Preminger liked to play at star-maker, though his protégés often fell flat. It speaks to his loyalty, however, that they (and anyone else who withstood his punishing on-set mood swings) were often given second or third chances in his movies long after their initial career “heat” had cooled. (On the other hand, numerous major-name actors — from Paul Newman to Dyan Cannon and Faye Dunaway — outright loathed working with the autocratic director.)

The next few years were expansive ones, with Preminger making long (up to three hours), lavish pictures that were generally big box office, though they had their detractors. “Anatomy of a Murder” (1959) was a juicy courtroom melodrama hinging on (possibly fraudulent) rape accusations; “Exodus” (1960) a large-scale fictionalization of Israel’s founding. “Advise & Consent” (1962) provided an “explosive” expose of Capitol Hill wheeling and dealing, while “The Cardinal” (1963) did the same for the Vatican. (It also subjected future bestselling author and lead actor Tom Tryon to an even worse critical mauling than Jean Seberg had gotten). “In Harm’s Way” was a big war epic whose star John Wayne was too imposing for even Preminger to mess with — for once, he reportedly skipped the usual on-set screaming.
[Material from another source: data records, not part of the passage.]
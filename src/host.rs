//! Host-side instance execution.
//!
//! The host orchestrator builds every instance image, then runs each
//! instance in its own privileged runner container, serially and in
//! declaration order: stale containers are removed, the dind graph
//! volume is prepared, the container is created and started, its stdio
//! is mirrored to the console, and its exit code is tallied into the
//! overall result.

use crate::build::build_instance_image;
use crate::cache::ImageCache;
use crate::constants::{DAEMON_STATE_PATH, LOG_ROOT, RUNNER_EXECUTABLE, RUNNER_PATH};
use crate::daemon::storage_driver;
use crate::engine::{
    demux_frames, volume_exists, AttachStreams, ContainerConfig, Engine, ImageBuilder, StreamKind,
};
use crate::error::{Error, Result};
use crate::resolver::{instance_container_name, instance_image_name, SuiteConfig};
use std::io::Write as _;
use std::path::PathBuf;
use std::time::Instant;
use tokio_util::sync::CancellationToken;
use tracing::{debug, error, info, warn};

/// Host orchestration settings.
pub struct HostConfig {
    /// Resolved suites to build and run, in order.
    pub suites: Vec<SuiteConfig>,
    /// Optional namespace prefix for instance image tags.
    pub image_namespace: Option<String>,
    /// Path of the executable copied into instance images as the runner.
    pub executable: PathBuf,
    /// Recreate dind graph volumes instead of reusing them.
    pub no_cache: bool,
    /// Pass `-clean` to the suite runner.
    pub clean: bool,
    /// Pass `-debug` to the suite runner.
    pub debug: bool,
}

/// Outcome of a full run.
#[derive(Debug, Clone, Copy, Default)]
pub struct RunSummary {
    pub ran: usize,
    pub failed: usize,
}

/// Builds and runs every suite instance against one engine.
pub struct HostRunner {
    config: HostConfig,
}

impl HostRunner {
    pub fn new(config: HostConfig) -> HostRunner {
        HostRunner { config }
    }

    /// Builds all instance images. The result is locally built and
    /// tagged images ready to run.
    pub async fn build(
        &self,
        engine: &dyn Engine,
        builder: &dyn ImageBuilder,
        cache: &ImageCache,
        token: &CancellationToken,
    ) -> Result<()> {
        let build_start = Instant::now();

        for suite in &self.config.suites {
            for instance in &suite.instances {
                build_instance_image(
                    engine,
                    builder,
                    cache,
                    &suite.path,
                    instance,
                    self.config.image_namespace.as_deref(),
                    &self.config.executable,
                    token,
                )
                .await
                .map_err(|e| Error::BuildFailed(format!("failure building image: {}", e)))?;
            }
        }

        info!(elapsed = ?build_start.elapsed(), "test image build complete");
        Ok(())
    }

    /// Runs every instance, mirroring its output to the console.
    ///
    /// Returns [`Error::TestsFailed`] when any instance exits non-zero;
    /// the summary with counts and total runtime is logged either way.
    pub async fn run(
        &self,
        engine: &dyn Engine,
        token: &CancellationToken,
    ) -> Result<RunSummary> {
        let runner_start = Instant::now();
        let mut summary = RunSummary::default();

        for suite in &self.config.suites {
            for instance in &suite.instances {
                if token.is_cancelled() {
                    return Err(Error::Cancelled);
                }

                let exit_code = self.run_instance(engine, suite, &instance.name).await?;
                summary.ran += 1;
                if exit_code != 0 {
                    error!("test failed with exit code {}", exit_code);
                    summary.failed += 1;
                }
            }
        }

        info!(
            elapsed = ?runner_start.elapsed(),
            ran = summary.ran,
            failed = summary.failed,
            "test runner complete"
        );

        if summary.failed > 0 {
            return Err(Error::TestsFailed {
                failed: summary.failed,
                ran: summary.ran,
            });
        }
        Ok(summary)
    }

    /// Runs one instance container to completion and returns its exit
    /// code.
    async fn run_instance(
        &self,
        engine: &dyn Engine,
        suite: &SuiteConfig,
        instance_name: &str,
    ) -> Result<i64> {
        let container_name = instance_container_name(instance_name);
        let image_name = instance_image_name(self.config.image_namespace.as_deref(), instance_name);
        info!(
            instance = instance_name,
            image = %image_name,
            container = %container_name,
            "running instance"
        );

        // A previous run may have left a container under this name.
        if let Ok(existing) = engine.container_inspect(&container_name).await {
            engine
                .container_remove(&existing.id, true, true)
                .await
                .map_err(|e| Error::EngineOperationFailed {
                    operation: "remove existing container".to_string(),
                    reason: format!("{}: {}", container_name, e),
                })?;
        }

        let mut config = ContainerConfig {
            image: image_name,
            cmd: self.runner_command(suite),
            working_dir: RUNNER_PATH.to_string(),
            privileged: true,
            volumes: vec![LOG_ROOT.to_string()],
            ..Default::default()
        };

        if suite.dind {
            config
                .env
                .push(format!("DOCKER_GRAPHDRIVER={}", storage_driver()));

            let volume_name = format!("{}-graph", container_name);
            let mut create_volume = !volume_exists(engine, &volume_name).await?;
            if !create_volume && self.config.no_cache {
                engine.volume_remove(&volume_name).await?;
                create_volume = true;
            }
            if create_volume {
                engine.volume_create(&volume_name).await?;
            }

            debug!("mounting {} to {}", volume_name, DAEMON_STATE_PATH);
            config
                .binds
                .push(format!("{}:{}", volume_name, DAEMON_STATE_PATH));
        }

        let created = engine.container_create(&container_name, &config).await?;
        for warning in &created.warnings {
            warn!("container {:?} create warning: {}", container_name, warning);
        }

        engine.container_start(&created.id).await?;

        let streams = engine.container_attach(&created.id).await?;
        mirror_streams(streams).await?;

        let inspected = engine.container_inspect(&created.id).await?;
        Ok(inspected.exit_code)
    }

    /// Entrypoint for the runner container.
    fn runner_command(&self, suite: &SuiteConfig) -> Vec<String> {
        let mut cmd = vec![RUNNER_EXECUTABLE.to_string()];
        if suite.dind {
            cmd.push("-docker".to_string());
        }
        if self.config.clean {
            cmd.push("-clean".to_string());
        }
        if self.config.debug {
            cmd.push("-debug".to_string());
        }
        cmd
    }
}

/// Copies attached container output to the host console, demultiplexing
/// framed streams.
async fn mirror_streams(streams: AttachStreams) -> Result<()> {
    match streams {
        AttachStreams::Framed(reader) => {
            demux_frames(reader, |kind, bytes| match kind {
                StreamKind::Stdout => std::io::stdout().write_all(bytes),
                StreamKind::Stderr => std::io::stderr().write_all(bytes),
            })
            .await
            .map_err(|e| Error::EngineOperationFailed {
                operation: "attach copy".to_string(),
                reason: e.to_string(),
            })?;
        }
        AttachStreams::Split { stdout, stderr } => {
            let out_task = tokio::spawn(async move {
                let mut reader = stdout;
                let mut sink = tokio::io::stdout();
                let _ = tokio::io::copy(&mut reader, &mut sink).await;
            });
            if let Some(stderr) = stderr {
                let mut reader = stderr;
                let mut sink = tokio::io::stderr();
                let _ = tokio::io::copy(&mut reader, &mut sink).await;
            }
            let _ = out_task.await;
        }
    }
    Ok(())
}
Then — like a lot of old-school directors groping their way into the Brave New World of the 1960s — Preminger began to slide. Actually, he plummeted — none of his movies would find favor again.

Some were among the most notorious duds of their day: 1967’s “Hurry Sundown” was a ludicrous pulse-taking of race relations involving such unlikely Southerners as Michael Caine and Jane Fonda. “Rosebud” (1975) was a deadly “thriller” with the extremely dissipated-looking Peter O’Toole as a journalist covering the kidnapping of five millionaires’ daughters (including then-unknowns Isabelle Huppert and Kim Cattrall) by Arab terrorists. That one was written by Erik Lee Preminger, the son Otto never knew he had (until the early ’60s) by former fling and famous stripper Gypsy Rose Lee — though it is significant that the film went out with no screenwriting credit at all.
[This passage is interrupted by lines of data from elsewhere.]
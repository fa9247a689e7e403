//! Nested daemon lifecycle.
//!
//! The suite runner starts a container engine inside the runner container
//! and waits for it to answer version queries before letting setup
//! proceed. The daemon's output streams into a named log capturer so test
//! logs and daemon logs stay separated.

use crate::constants::{
    DAEMON_KILL_GRACE, DAEMON_PID_FILE, DAEMON_POLL_BUDGET, DAEMON_POLL_INTERVAL,
    DAEMON_START_GRACE, DEFAULT_STORAGE_DRIVER,
};
use crate::engine::{Engine, EngineConnector};
use crate::error::{Error, Result};
use crate::logs::{copy_reader, LogCapturer};
use crate::version::{binary_version, EngineVersion};
use std::process::Stdio;
use std::sync::Arc;
use std::time::Instant;
use tokio_util::sync::CancellationToken;
use tracing::{debug, error, info};

/// Owns the nested daemon process. Dropping the handle leaves the daemon
/// running; call [`DaemonHandle::shutdown`] during teardown.
pub struct DaemonHandle {
    child: tokio::process::Child,
    pid_file: String,
}

impl DaemonHandle {
    /// Kills the daemon process and removes its pid file.
    pub async fn shutdown(mut self) -> Result<()> {
        self.child.start_kill().map_err(Error::Io)?;
        let _ = self.child.wait().await;
        tokio::time::sleep(DAEMON_KILL_GRACE).await;
        match tokio::fs::remove_file(&self.pid_file).await {
            Ok(()) => Ok(()),
            Err(e) if e.kind() == std::io::ErrorKind::NotFound => Ok(()),
            Err(e) => Err(Error::Io(e)),
        }
    }
}

/// Storage driver for the nested daemon, from `DOCKER_GRAPHDRIVER`.
pub fn storage_driver() -> String {
    match std::env::var("DOCKER_GRAPHDRIVER") {
        Ok(driver) if !driver.is_empty() => driver,
        _ => DEFAULT_STORAGE_DRIVER.to_string(),
    }
}

/// Starts the nested daemon and waits for it to become reachable.
///
/// The daemon subcommand depends on the binary's release: versions below
/// 1.8 take a `--daemon` flag where newer ones have a `daemon`
/// subcommand. Startup is given a grace period plus a bounded poll
/// budget; exhausting the budget kills the child and fails.
pub async fn start_daemon(
    binary: &str,
    capturer: Arc<dyn LogCapturer>,
    connector: &dyn EngineConnector,
    token: &CancellationToken,
) -> Result<(Arc<dyn Engine>, DaemonHandle)> {
    let version = binary_version(binary).await?;
    debug!("starting daemon with {} ({})", binary, version);

    let mut args: Vec<String> = Vec::new();
    if version.less_than(&EngineVersion::of(1, 8, 0)) {
        args.push("--daemon".to_string());
    } else {
        args.push("daemon".to_string());
    }
    args.push("--log-level=debug".to_string());
    args.push(format!("--storage-driver={}", storage_driver()));

    let mut child = tokio::process::Command::new(binary)
        .args(&args)
        .stdin(Stdio::null())
        .stdout(Stdio::piped())
        .stderr(Stdio::piped())
        .spawn()
        .map_err(|e| Error::DaemonStartFailed(format!("could not start daemon: {}", e)))?;

    if let Some(stdout) = child.stdout.take() {
        tokio::spawn(copy_reader(stdout, capturer.stdout()));
    }
    if let Some(stderr) = child.stderr.take() {
        tokio::spawn(copy_reader(stderr, capturer.stderr()));
    }

    let handle = DaemonHandle {
        child,
        pid_file: DAEMON_PID_FILE.to_string(),
    };

    debug!("waiting for daemon to start");
    tokio::time::sleep(DAEMON_START_GRACE).await;

    let start = Instant::now();
    let engine = connector.connect().await?;
    let mut attempts = 0u32;
    loop {
        match engine.version().await {
            Ok(version) => {
                debug!("established connection to daemon with version {}", version);
                break;
            }
            Err(e) => {
                if attempts >= DAEMON_POLL_BUDGET {
                    error!("failed to establish connection to daemon: {}", e);
                    let _ = handle.shutdown().await;
                    return Err(Error::DaemonStartFailed(format!(
                        "daemon unreachable after {} attempts: {}",
                        attempts, e
                    )));
                }
                attempts += 1;
            }
        }
        tokio::select! {
            _ = tokio::time::sleep(DAEMON_POLL_INTERVAL) => {}
            _ = token.cancelled() => {
                let _ = handle.shutdown().await;
                return Err(Error::Cancelled);
            }
        }
    }
    info!(elapsed = ?start.elapsed(), "daemon startup complete");

    Ok((engine, handle))
}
In a category all its own was 1968’s “Skidoo,” a supposed counterculture comedy that managed to involve hippies, gangsters, Jackie Gleason on LSD, Carol Channing go-go dancing, and Groucho Marx as “God.” Jaws dropped around the globe at just how disastrously wrong this went — particularly thanks to Preminger’s leaden touch — and tellingly “Skidoo” has never been released to home video or DVD. But it’s so bizarro that it’s become an object of cult worship via pirated copies made from rare TV broadcasts. It must be seen to be believed — once.

By the time of 1979’s “The Human Factor,” another disappointment (despite Graham Greene source novel and Tom Stoppard screenplay), the question wasn’t “What happened to Preminger?” but “Why does he still bother?”

He didn’t, thereafter — he retired, dying of lung cancer and Alzheimer’s in 1986. He’d had three wives, countless mistresses (one of them the ill-fated Dorothy Dandridge), several children, a lot of hits, a few misses, and overall a very good run. He made some movies that have aged like fine wine, others that have aged like wine… when it goes undrinkably bad. Was he more showman than artist? A real bully or just a former actor pretending to be one? No doubt he’d be thrilled to know we still aren’t sure.